REPUBLIKA.CO.ID, JAKARTA – Pemerintah Provinsi DKI Jakarta bakal menerapkan kebijakan retribusi sampah yang dikenakan pada warga mulai tahun depan. Ini langkah terbaru di wilayah yang sudah sekian lama berkutat dengan persoalan sampahnya.
Jakarta pada 2024 tiap hari menampung tidak kurang dari 8.000 ton sampah. Jumlah itu jika ditotal mencapai 3,11 juta ton per tahun. Penduduk Jakarta yang berjumlah sekitar 10 juta jiwa diperkirakan bertambah dua juta jiwa pada siang hari.
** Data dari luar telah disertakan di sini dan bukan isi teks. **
//! Agent records and per-variant defaults.

use mz_agent::{DynamicAttributes, FixedAttributes};
use mz_behavior::BehaviorKind;
use mz_core::Heading;
use serde::{Deserialize, Serialize};

/// Starting attributes for an agent that does not set them itself.
#[derive(Debug, Clone, PartialEq, Eq, Serialize, Deserialize)]
#[serde(default)]
pub struct AgentDefaults {
    pub x:               i32,
    pub y:               i32,
    pub heading:         Heading,
    pub bumped:          bool,
    pub message:         Option<String>,
    pub debug:           bool,
    pub with_extensions: bool,
}

impl AgentDefaults {
    /// Defaults shared by every agent variant: top-left cell, facing east.
    pub fn variant() -> Self {
        Self {
            x: 0,
            y: 0,
            heading: Heading::East,
            bumped: false,
            message: None,
            debug: false,
            with_extensions: false,
        }
    }

    /// Defaults of a bare agent with no variant: `(1, 1)`, facing north.
    pub fn base() -> Self {
        let d = DynamicAttributes::default();
        Self { x: d.x, y: d.y, heading: d.heading, ..Self::variant() }
    }
}

impl Default for AgentDefaults {
    fn default() -> Self {
        Self::variant()
    }
}

/// One [`AgentDefaults`] per behavior variant.
#[derive(Debug, Clone, PartialEq, Eq, Default, Serialize, Deserialize)]
#[serde(default)]
pub struct VariantDefaults {
    pub stepper:  AgentDefaults,
    pub follower: AgentDefaults,
    pub tryer:    AgentDefaults,
}

impl VariantDefaults {
    pub fn for_kind(&self, kind: BehaviorKind) -> &AgentDefaults {
        match kind {
            BehaviorKind::Stepper => &self.stepper,
            BehaviorKind::Follower => &self.follower,
            BehaviorKind::TrialAndError => &self.tryer,
        }
    }
}

/// One agent entry.  Unset fields fall back to the variant's defaults.
#[derive(Debug, Clone, PartialEq, Eq, Serialize, Deserialize)]
pub struct AgentSpec {
    pub kind: BehaviorKind,
    #[serde(default)]
    pub x: Option<i32>,
    #[serde(default)]
    pub y: Option<i32>,
    #[serde(default)]
    pub heading: Option<Heading>,
    #[serde(default)]
    pub bumped: Option<bool>,
    #[serde(default)]
    pub message: Option<String>,
    #[serde(default)]
    pub debug: Option<bool>,
    #[serde(default)]
    pub with_extensions: Option<bool>,
}

impl AgentSpec {
    /// An entry of `kind` that takes every attribute from the defaults.
    pub fn of(kind: BehaviorKind) -> Self {
        Self {
            kind,
            x: None,
            y: None,
            heading: None,
            bumped: None,
            message: None,
            debug: None,
            with_extensions: None,
        }
    }

    pub fn fixed(&self, defaults: &AgentDefaults) -> FixedAttributes {
        FixedAttributes {
            debug:           self.debug.unwrap_or(defaults.debug),
            with_extensions: self.with_extensions.unwrap_or(defaults.with_extensions),
        }
    }

    pub fn dynamic(&self, defaults: &AgentDefaults) -> DynamicAttributes {
        DynamicAttributes {
            x:       self.x.unwrap_or(defaults.x),
            y:       self.y.unwrap_or(defaults.y),
            heading: self.heading.unwrap_or(defaults.heading),
            bumped:  self.bumped.unwrap_or(defaults.bumped),
            message: self.message.clone().or_else(|| defaults.message.clone()),
        }
    }
}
Mereka tentunya ikut nimbrung membuang sampah dan mengotori Kota Jakarta.
Wartawan senior Alwi Shahab yang berpulang pada 2020 lalu sempat menuliskan di Republika, sudah sejak lama sampah jadi persoalan di Jakarta. Istilah TPA (tempat pembuangan akhir) sampah baru akhir-akhir ini saja dikenal. Ini terutama sejak Pemprov DKI mengalami kesulitan mengatasi sampah di ibu kota.
Di zaman kolonial dikenal dengan istilah vuilbak atau pelbak kata orang Betawi. Karenanya, tidak heran ada beberapa tempat di Jakarta bernama vuilbak, seperti di Kebayoran Baru. Di daerah itu kini menjadi daerah perkantoran, pertokoan, dan perumahan bergengsi. Padahal, vuilbak dalam bahasa Indonesia artinya kira-kira bak (tempat sampah) yang kotor.
Saat sekarang sampah sering dituding sebagai salah satu penyebab banjir, tidak demikian pada tempo doeloe. Para ibu dan gadisnya yang kala itu masih berpakaian kebaya dan berkerudung setelah shalat Subuh langsung menyapu dan membersihkan pekarangan rumahnya. Waktu itu umumnya pekarangan rumah orang Betawi cukup luas, terdapat banyak tanaman. Di antaranya, durian, dukuh, rambutan, dan mangga.
Sampah-sampah ini kemudian mereka bakar setelah dibuang di sebuah lubang yang dalamnya kira-kira setengah meter dan lebarnya satu meter. Sampah dan kotoran ini mereka bakar, yang dikenal dengan istilah nabun. Ketika nabun mereka sekaligus membakar singkong, ubi, biji nangka, atau biji durian. Setelah matang ada yang menjadikan biji-bijian ini untuk sarapan pagi bersama keluarga sambil minum kopi. Abunya dijadikan pupuk pohon buah-buahan.
Boleh dikata hampir tidak ada yang membuang sampah di sungai seperti sekarang ini. "Orang buang gobangan (mata uang Belanda berbentuk koin) ke kali bisa kelihatan karena beningnya air,'' kata H Irwan Syafi'ie, ketua LKB (Lembaga Kebudayaan Betawi), dikutip Abah Alwi. Belanda di masa penjajahan juga menerapkan peraturan yang keras, terutama menyangkut kebersihan. Istilah verboden (dilarang) membuang sampah sembarangan rupanya lebih dipatuhi ketimbang sekarang.
Menurut H Irwan, kepatuhan untuk menjaga kebersihan ini ada kaitannya dengan hadis Nabi. ''Kebersihan merupakan sebagian dari iman.'' Bukan hanya pemerintah Hindia Belanda, ulama dan para jagoan Betawi dengan mendasarkan pada seruan agama ikut melarang warganya membuang sampah ke sungai.
"Kowe jangan boeang itu sampah ke sungai, itu verboden," kata seorang petugas kebersihan Belanda pada seorang penduduk yang bandel hendak membuang sampah ke kali.
Untuk menjaga kebersihan Kota Batavia ketika itu, Belanda punya dinas kebersihan dan penyiraman yang dalam Belanda dinamakan Reinigings en Besproeiingliests. Sampai 1913 dinas ini sudah mengeluarkan biaya sekitar 93 ribuan gulden. Karena kerjanya dirasakan masih kurang lancar, dinas kebersihan ini kemudian dimodernisasi peralatannya.
Seperti untuk menyiram jalan dan taman-taman, tenaga manusia digantikan dengan mobil. Khusus untuk mengangkut sampah, dinas kebersihan pada 1921 sudah memiliki 15 mobil truk, saat Batavia masih berpenduduk ratusan ribu.
Truk sampah juga beroperasi ke kampung-kampung dari pukul 08.00 hingga 16.00 WIB. Kampung yang tidak terjangkau truk dikunjungi gerobak sampah, dibantu dengan perahu-perahu. Khusus untuk penyiraman taman yang banyak terdapat di Batavia disediakan tujuh buah kendaraan terbagi dalam tujuh bagian kota.